Do you have a project that will disturb > 1 acre of land?  If so you may need to file for coverage under a NPDES Construction General Permit (CGP).

The Construction General Permit (CGP) is a National Pollutant Discharge Elimination System (NPDES) permit issued under the authority of the Clean Water Act.  This stormwater permit is frequently overlooked by developers and is necessary prior to commencement of earth moving activities. Most states are authorized to implement the NPDES permit program, including the stormwater program, however EPA still administers the permitting program in four states (MA, NH, NM, ID), the District of Columbia, most of the territories, and in most Indian Country Lands. Use this list to determine if your state operates the NPDES stormwater program.

Construction activities (which include soil disturbing activities such as clearing, grading, excavating, stockpiling, etc.) that disturb one or more acres, or smaller sites that are part of a larger common plan of development or sale, are required to prepare and submit a Notice of Intent and Stormwater Pollution Prevention Plan (SWPPP). A Stormwater Pollution Prevention Plan or more often referred to as a “SWIP”, must identify erosion controls and operations to be implemented prior to and during construction operations.  The disturbed soil, if not managed properly, can easily be washed off of the construction site during storms and enter water bodies causing an array of physical, chemical and biological impacts.

More recently, states such as Massachusetts have implemented the preparation of SWPPP’s for the individual project site into the wetlands permitting process. Under current Massachusetts’s DEP Stormwater Management Handbook & Regulations promulgated in February 2008, any jurisdictional filing must meet “Standard 8” and include A plan to control construction related whether or not they disturb 1 acre.
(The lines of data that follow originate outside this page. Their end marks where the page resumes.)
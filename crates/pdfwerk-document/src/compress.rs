// SPDX-License-Identifier: PMPL-1.0-or-later
// Copyright (c) 2026 Jonathan D.A. Jewell (hyperpolymath) <jonathan.jewell@open.ac.uk>
//
// Adaptive PDF compression: a lossless restructuring pass first, escalating
// to rasterise-and-recompress only when the lossless pass did not shrink the
// file and the document is short enough to rasterise safely.

use std::path::{Path, PathBuf};

use pdfwerk_core::error::{PdfwerkError, Result};
use pdfwerk_core::{
    CompressionOutcome, CompressionRequest, OutputSuffix, PageRange, derive_output_path,
};
use tracing::{debug, info, instrument, warn};

use crate::codec::{DocumentCodec, EncodedPage, PageRasterizer};
use crate::image::processor::ImageProcessor;
use crate::probe::probe_page_count;

/// The lossless-then-lossy compression policy over a codec and rasterizer.
pub struct CompressionStrategy<'a, C: ?Sized, R: ?Sized> {
    codec: &'a C,
    rasterizer: &'a R,
}

impl<'a, C, R> CompressionStrategy<'a, C, R>
where
    C: DocumentCodec + ?Sized,
    R: PageRasterizer + ?Sized,
{
    pub fn new(codec: &'a C, rasterizer: &'a R) -> Self {
        Self { codec, rasterizer }
    }

    /// Compress `input` next to itself as `<stem>_compressed.pdf`.
    pub fn compress_file(
        &self,
        input: &Path,
        request: &CompressionRequest,
    ) -> Result<CompressionOutcome> {
        let output = derive_output_path(input, OutputSuffix::Compressed, Some("pdf"));
        self.compress(input, &output, request)
    }

    /// Compress `input` into `output`.
    ///
    /// The input is only ever read. Any codec failure aborts the whole
    /// document and removes whatever was written to `output`.
    #[instrument(skip(self, request), fields(input = %input.display(), quality = request.quality(), dpi = request.dpi()))]
    pub fn compress(
        &self,
        input: &Path,
        output: &Path,
        request: &CompressionRequest,
    ) -> Result<CompressionOutcome> {
        if same_file(input, output) {
            return Err(PdfwerkError::InvalidRequest(format!(
                "refusing to overwrite the input {}",
                input.display()
            )));
        }

        let input_bytes = std::fs::metadata(input)?.len();
        self.run_passes(input, output, input_bytes, request)
            .inspect_err(|err| {
                warn!(%err, output = %output.display(), "Compression failed, discarding output");
                if let Err(remove_err) = std::fs::remove_file(output) {
                    debug!(%remove_err, "No output to discard");
                }
            })
    }

    fn run_passes(
        &self,
        input: &Path,
        output: &Path,
        input_bytes: u64,
        request: &CompressionRequest,
    ) -> Result<CompressionOutcome> {
        self.codec.save_lossless(input, output)?;
        let lossless_bytes = std::fs::metadata(output)?.len();
        debug!(input_bytes, lossless_bytes, "Lossless pass measured");

        let mut outcome = CompressionOutcome {
            output_path: output.to_path_buf(),
            input_bytes,
            output_bytes: lossless_bytes,
            used_lossy: false,
            skipped_lossy_reason: None,
        };

        if lossless_bytes < input_bytes {
            info!(saved = outcome.saved_bytes(), "Lossless pass sufficient");
            return Ok(outcome);
        }

        // An unreadable page count does not block escalation.
        if let Some(pages) = probe_page_count(self.codec, input) {
            if pages > request.max_pages_for_lossy() {
                info!(pages, limit = request.max_pages_for_lossy(), "Lossy pass skipped");
                outcome.skipped_lossy_reason = Some(format!(
                    "The PDF has {pages} pages. Lossy compression was skipped to avoid memory issues."
                ));
                return Ok(outcome);
            }
        }

        let pages = self.encode_pages(input, request)?;
        self.codec.replace_with_bitmaps(input, output, &pages)?;

        outcome.output_bytes = std::fs::metadata(output)?.len();
        outcome.used_lossy = true;
        info!(
            pages = pages.len(),
            output_bytes = outcome.output_bytes,
            "Lossy pass written"
        );
        Ok(outcome)
    }

    /// Render every page of `input` and re-encode it as JPEG.
    fn encode_pages(&self, input: &Path, request: &CompressionRequest) -> Result<Vec<EncodedPage>> {
        let mut pages = Vec::new();
        self.rasterizer
            .rasterize(input, PageRange::ALL, request.dpi(), &mut |page_number, bitmap| {
                let image = ImageProcessor::from_rgb(bitmap).encode_jpeg(request.quality())?;
                debug!(page_number, jpeg_bytes = image.jpeg.len(), "Page re-encoded");
                pages.push(EncodedPage { page_number, image });
                Ok(())
            })?;
        Ok(pages)
    }
}

fn same_file(a: &Path, b: &Path) -> bool {
    fn canonical(path: &Path) -> PathBuf {
        path.canonicalize().unwrap_or_else(|_| path.to_path_buf())
    }
    a == b || canonical(a) == canonical(b)
}


#[cfg(test)]
mod tests {
    use super::testing::{FakeCodec, FakeRasterizer};
    use super::*;

    const MB: usize = 1_000_000;

    fn input_of(dir: &Path, bytes: usize) -> PathBuf {
        let path = dir.join("report.pdf");
        std::fs::write(&path, vec![b'P'; bytes]).unwrap();
        path
    }

    fn request() -> CompressionRequest {
        CompressionRequest::new(80, 150).unwrap()
    }

    #[test]
    fn smaller_lossless_result_is_final() {
        let dir = tempfile::tempdir().unwrap();
        let input = input_of(dir.path(), 2 * MB);
        let codec = FakeCodec {
            pages: Some(10),
            lossless_bytes: 1_800_000,
            ..Default::default()
        };
        let rasterizer = FakeRasterizer::new(10);

        let outcome = CompressionStrategy::new(&codec, &rasterizer)
            .compress_file(&input, &request())
            .unwrap();

        assert!(!outcome.used_lossy);
        assert_eq!(outcome.output_bytes, 1_800_000);
        assert_eq!(outcome.input_bytes, 2_000_000);
        assert_eq!(outcome.output_path, dir.path().join("report_compressed.pdf"));
        assert_eq!(*codec.calls.borrow(), vec!["save_lossless"]);
        assert!(rasterizer.dpi_seen.borrow().is_empty());
    }

    #[test]
    fn larger_lossless_result_escalates_to_lossy() {
        let dir = tempfile::tempdir().unwrap();
        let input = input_of(dir.path(), 2 * MB);
        let codec = FakeCodec {
            pages: Some(10),
            lossless_bytes: 2_100_000,
            lossy_bytes: 700_000,
            ..Default::default()
        };
        let rasterizer = FakeRasterizer::new(10);

        let outcome = CompressionStrategy::new(&codec, &rasterizer)
            .compress_file(&input, &request())
            .unwrap();

        assert!(outcome.used_lossy);
        assert_eq!(outcome.output_bytes, 700_000);
        assert_eq!(outcome.skipped_lossy_reason, None);
        assert_eq!(*rasterizer.dpi_seen.borrow(), vec![150]);
        assert_eq!(
            *codec.calls.borrow(),
            vec!["save_lossless", "page_count", "replace_with_bitmaps"]
        );
    }

    #[test]
    fn equal_size_counts_as_not_smaller() {
        let dir = tempfile::tempdir().unwrap();
        let input = input_of(dir.path(), 4096);
        let codec = FakeCodec {
            pages: Some(1),
            lossless_bytes: 4096,
            lossy_bytes: 1024,
            ..Default::default()
        };

        let outcome = CompressionStrategy::new(&codec, &FakeRasterizer::new(1))
            .compress_file(&input, &request())
            .unwrap();
        assert!(outcome.used_lossy);
    }

    #[test]
    fn lossy_result_is_accepted_even_if_larger() {
        let dir = tempfile::tempdir().unwrap();
        let input = input_of(dir.path(), 1000);
        let codec = FakeCodec {
            pages: Some(2),
            lossless_bytes: 1200,
            lossy_bytes: 5000,
            ..Default::default()
        };

        let outcome = CompressionStrategy::new(&codec, &FakeRasterizer::new(2))
            .compress_file(&input, &request())
            .unwrap();
        assert!(outcome.used_lossy);
        assert_eq!(outcome.output_bytes, 5000);
    }

    #[test]
    fn long_documents_skip_the_lossy_pass() {
        let dir = tempfile::tempdir().unwrap();
        let input = input_of(dir.path(), 1000);
        let codec = FakeCodec {
            pages: Some(501),
            lossless_bytes: 1000,
            ..Default::default()
        };
        let rasterizer = FakeRasterizer::new(501);

        let outcome = CompressionStrategy::new(&codec, &rasterizer)
            .compress_file(&input, &request())
            .unwrap();

        assert!(!outcome.used_lossy);
        assert_eq!(outcome.output_bytes, 1000);
        let reason = outcome.skipped_lossy_reason.unwrap();
        assert_eq!(
            reason,
            "The PDF has 501 pages. Lossy compression was skipped to avoid memory issues."
        );
        assert!(rasterizer.dpi_seen.borrow().is_empty());
    }

    #[test]
    fn guard_is_inclusive_at_the_limit() {
        let dir = tempfile::tempdir().unwrap();
        let input = input_of(dir.path(), 100);
        let codec = FakeCodec {
            pages: Some(500),
            lossless_bytes: 100,
            lossy_bytes: 10,
            ..Default::default()
        };

        let outcome = CompressionStrategy::new(&codec, &FakeRasterizer::new(500))
            .compress_file(&input, &request())
            .unwrap();
        assert!(outcome.used_lossy);
        assert_eq!(outcome.skipped_lossy_reason, None);
    }

    #[test]
    fn unknown_page_count_still_escalates() {
        let dir = tempfile::tempdir().unwrap();
        let input = input_of(dir.path(), 100);
        let codec = FakeCodec {
            pages: None,
            lossless_bytes: 150,
            lossy_bytes: 60,
            ..Default::default()
        };

        let outcome = CompressionStrategy::new(&codec, &FakeRasterizer::new(4))
            .compress_file(&input, &request())
            .unwrap();
        assert!(outcome.used_lossy);
        assert_eq!(outcome.output_bytes, 60);
    }

    #[test]
    fn codec_failure_is_reported() {
        let dir = tempfile::tempdir().unwrap();
        let input = input_of(dir.path(), 100);
        let codec = FakeCodec {
            broken: [input.clone()].into_iter().collect(),
            ..Default::default()
        };

        let err = CompressionStrategy::new(&codec, &FakeRasterizer::new(1))
            .compress_file(&input, &request())
            .unwrap_err();
        assert!(matches!(err, PdfwerkError::PdfError(_)));
    }

    #[test]
    fn failed_lossy_pass_leaves_no_output() {
        let dir = tempfile::tempdir().unwrap();
        let input = input_of(dir.path(), 100);
        let codec = FakeCodec {
            pages: Some(2),
            lossless_bytes: 120,
            replace_fails: true,
            ..Default::default()
        };

        let err = CompressionStrategy::new(&codec, &FakeRasterizer::new(2))
            .compress_file(&input, &request())
            .unwrap_err();

        assert!(matches!(err, PdfwerkError::PdfError(_)));
        assert!(!dir.path().join("report_compressed.pdf").exists());
        assert_eq!(std::fs::read(&input).unwrap().len(), 100);
    }

    #[test]
    fn input_is_never_the_output() {
        let dir = tempfile::tempdir().unwrap();
        let input = input_of(dir.path(), 100);
        let codec = FakeCodec::default();

        let err = CompressionStrategy::new(&codec, &FakeRasterizer::new(1))
            .compress(&input, &input, &request())
            .unwrap_err();
        assert!(matches!(err, PdfwerkError::InvalidRequest(_)));
        assert!(codec.calls.borrow().is_empty());
        assert_eq!(std::fs::read(&input).unwrap().len(), 100);
    }

    #[test]
    fn real_codec_keeps_a_shrinking_lossless_pass() {
        use crate::pdf::{LopdfCodec, fixtures};

        let dir = tempfile::tempdir().unwrap();
        // Uncompressed, unpruned source: the lossless pass always shrinks it.
        let mut doc = fixtures::document(3);
        doc.add_object(lopdf::Object::string_literal(vec![b'x'; 64 * 1024]));
        let input = dir.path().join("bloated.pdf");
        doc.save(&input).unwrap();

        let rasterizer = FakeRasterizer::new(3);
        let outcome = CompressionStrategy::new(&LopdfCodec, &rasterizer)
            .compress_file(&input, &request())
            .unwrap();

        assert!(!outcome.used_lossy);
        assert!(outcome.output_bytes < outcome.input_bytes);
        assert_eq!(LopdfCodec.page_count(&outcome.output_path).unwrap(), 3);
    }

    #[test]
    fn real_codec_lossy_pass_replaces_every_page() {
        use crate::pdf::{LopdfCodec, fixtures};

        let dir = tempfile::tempdir().unwrap();
        let input = fixtures::write_pdf(dir.path(), "tiny.pdf", 2);
        let output = dir.path().join("tiny_out.pdf");

        let codec = LopdfCodec;
        let rasterizer = FakeRasterizer::new(2);
        let strategy = CompressionStrategy::new(&codec, &rasterizer);
        let pages = strategy.encode_pages(&input, &request()).unwrap();
        assert_eq!(
            pages.iter().map(|p| p.page_number).collect::<Vec<_>>(),
            vec![1, 2]
        );
        codec.replace_with_bitmaps(&input, &output, &pages).unwrap();

        let doc = lopdf::Document::load(&output).unwrap();
        for (_, page_id) in doc.get_pages() {
            let page = doc.get_dictionary(page_id).unwrap();
            let resources = page.get(b"Resources").unwrap().as_dict().unwrap();
            assert!(resources.get(b"Font").is_err());
        }
    }
}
However, often one document can be used to satisfy both requirements.

Recently, the U.S. Environmental Protection Agency (EPA) published effluent limitations guidelines (ELGs) and new source performance standards (NSPS) to control the discharge of pollutants from construction sites. The Construction and Development ELG, or “C&D Rule” became effective on February 1, 2010. After this date, all permits issued by EPA or states must incorporate requirements that provide  a technology-based “floor” that establishes minimum requirements for the discharge of pollutants. This is the first time that EPA has imposed national monitoring requirements and enforceable numeric limitations on construction site stormwater discharges. EPA is phasing in the numeric limitation over four years to allow permitting authorities adequate time to develop monitoring requirements and to allow the regulated community time to prepare for compliance with the numeric limitation. Beginning on August 1, 2011 all sites that disturb 20 or more acres of land at one time are required to comply with the turbidity limitation. On February 2, 2014 the limitation applies to all construction sites disturbing 10 or more acres of land at one time. These sites must sample stormwater discharges and comply with a numeric limitation for turbidity.

For more information on the CGP permitting process visit the EPA’s website and contact us here at ProTerra Design Group and we can walk you through the process to get your new project covered or on the path to compliance for your current endeavor.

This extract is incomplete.